▶ _WORK INSTRUCTION_: Scan the lines below for "harness" and copy the matches.

[Stored data entries]
Start of Block
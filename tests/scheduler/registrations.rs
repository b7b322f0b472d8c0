use scriptcron::scheduler::{MemoryScheduleStore, Schedule, ScheduleStore, Scheduler, SchedulerConfig};
use std::sync::Arc;

use crate::harness;

async fn scheduler(schedules: Vec<Schedule>) -> (harness::ScriptDir, Arc<MemoryScheduleStore>, Scheduler) {
    let dir = harness::script_dir(&[("noop", "let result = ();")]).await;
    let store = Arc::new(MemoryScheduleStore::seeded(schedules).await.unwrap());
    let scheduler = Scheduler::new(store.clone(), dir.runner.clone(), SchedulerConfig::default());
    (dir, store, scheduler)
}

#[tokio::test]
async fn disabled_schedules_are_never_registered() {
    let (_dir, store, scheduler) = scheduler(vec![
        Schedule::script("a", "*/5 * * * *", "noop").with_id("a"),
        Schedule::script("b", "*/5 * * * *", "noop").with_id("b").disabled(),
        Schedule::agent("c", "@weekly", "p").with_id("c").disabled(),
    ])
    .await;

    scheduler.start().await.unwrap();
    assert_eq!(scheduler.registered_ids(), ["a"]);

    let mut a = store.get("a").await.unwrap().unwrap();
    a.enabled = false;
    store.update(a).await.unwrap();
    scheduler.reload().await.unwrap();
    assert!(scheduler.registered_ids().is_empty());

    scheduler.stop();
}

#[tokio::test]
async fn deleted_schedules_drop_out_on_reload() {
    let (_dir, store, scheduler) = scheduler(vec![
        Schedule::script("a", "*/5 * * * *", "noop").with_id("a"),
        Schedule::script("b", "0 0 1 1 *", "noop").with_id("b"),
    ])
    .await;
    scheduler.start().await.unwrap();
    store.delete("a").await.unwrap();

    assert_eq!(scheduler.reload().await.unwrap(), 1);
    assert_eq!(scheduler.registered_ids(), ["b"]);
    scheduler.stop();
}

#[tokio::test]
async fn generated_ids_are_registered() {
    let (_dir, store, scheduler) = scheduler(vec![Schedule::script("anon", "@hourly", "noop")]).await;
    scheduler.start().await.unwrap();

    let records = store.list().await.unwrap();
    assert_eq!(records.len(), 1);
    assert!(!records[0].id.is_empty());
    assert_eq!(scheduler.registered_ids(), [records[0].id.clone()]);
    scheduler.stop();
}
End of Block
▶ _THE COMPLETED TASK_:
use crate::harness;
async fn scheduler(schedules: Vec<Schedule>) -> (harness::ScriptDir, Arc<MemoryScheduleStore>, Scheduler) {
    let dir = harness::script_dir(&[("noop", "let result = ();")]).await;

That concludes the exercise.